The warden jangling at the cellblock door
is the law’s laugh and steals his freedom sleep.
Dreams fold their wings like bats and flee once more
into the brain’s back attic. What could keep
poets alive here? Petrarch had a sword
and zephyrs. He sang beauty like a lord.
This man breathes septic air, compulsively
shoveling shitstorms into fourteen lines.
It is a song of cynics he refines
as birds escape. He keeps his sanity.
Opening of Prison Sonnets
by Ivan Franko
Translated from the Ukrainian by A. Z. Foreman
This is the house where sighs and weeping linger,
a nest of terrors, torture, tears, betrayal.
On entering, clench your teeth and every finger
and leave your thoughts and wishes. They will fail.
It looks like where they clear the rye of chaff,
but at the same time sow fresh chaff for pleasure.
Here truth is measured by the paragraph
and untruth pouring beyond any measure.
They guard foundations here. But the foundation
of all foundations — will, ideas, creation
and the heart’s words— is just a rag to shred.
If you had hopes when you fell in this joint
of finding meaning, purpose or a point
”Lasciate ogni speranza” as Dante said.
”Narrow and hard the road to goodness lies”
Or so the words of holy scripture say.
I’m ready to denounce that line as lies
having now seen the jailhouse entryway.
The reek of hay is the first warning sign.
Then the door squeaks into a cramped hall where
you have to walk a steep and pinching line
into a yard like a bear’s empty lair.
A soldier is patrolling in the yard,
vestibules guarded by a gloomy guard,
inmates like shadows scurrying about.
Narrow and hard the road, yes, but to what?
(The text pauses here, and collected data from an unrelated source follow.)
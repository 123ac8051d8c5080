//! Wire protocol implementation
//!
//! Everything that touches bytes on the link lives under this module:
//!
//! - [`crc`]: the CRC-32 unit shared by reception and transmission
//! - [`frame`]: frame layout constants and the request/response views
//! - [`codec`]: encoding and decoding of command payload bodies
//! - [`comm`]: the byte-stream receiver, transmitter, and session state

pub mod codec;
pub mod comm;
pub mod crc;
pub mod frame;

pub use codec::{DISCOVER_CHALLENGE_SIZE, DISCOVER_MAGIC, WIRE_ADDRESS_SIZE};
pub use comm::CommHandler;
pub use frame::{Request, Response};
Just ask the people tortured in this rut.
Count the tears shed in here, day in, day out.
Ivan Yakovych Franko (1856 – 1916) was a Ukrainian poet, essayist, journalist, translator and political activist. He is known today principally for his poetry which has been tremendously influential in Ukraine. Orphaned as a teenager, he studied Ukrainian language and literature at Lviv University where he also began writing poetry. His political activities would see him imprisoned twice (the second time for encouraging civil disobedience among the peasantry) and expelled from Lviv University (later renamed Ivan Franko University after his death). During his incarceration he wrote the sequence Prison Sonnets of which the opening is translated here.
A. Z. Foreman is a literary translator, poet and language-acquisition addict currently working on a doctorate in Near Eastern Languages at the Ohio State University. His work has been featured or is forthcoming in sundry periodicals including The Threepenny Review, ANMLY and The Los Angeles Review, as well as anthologies like the Penguin Book of Russian Poetry, "A Map of Absence: An Anthology of Palestinian Writing on the Nakba" (Saqi Books) and "Before the Cameras Leave Ukraine" (BlackSpring Press). His translation of Saint John of the Cross' Dark Night of the Soul has been reprinted widely and set to music by Christopher Marshall. Most importantly, if you have a dog or even a tame pet fox he'd love to pet it.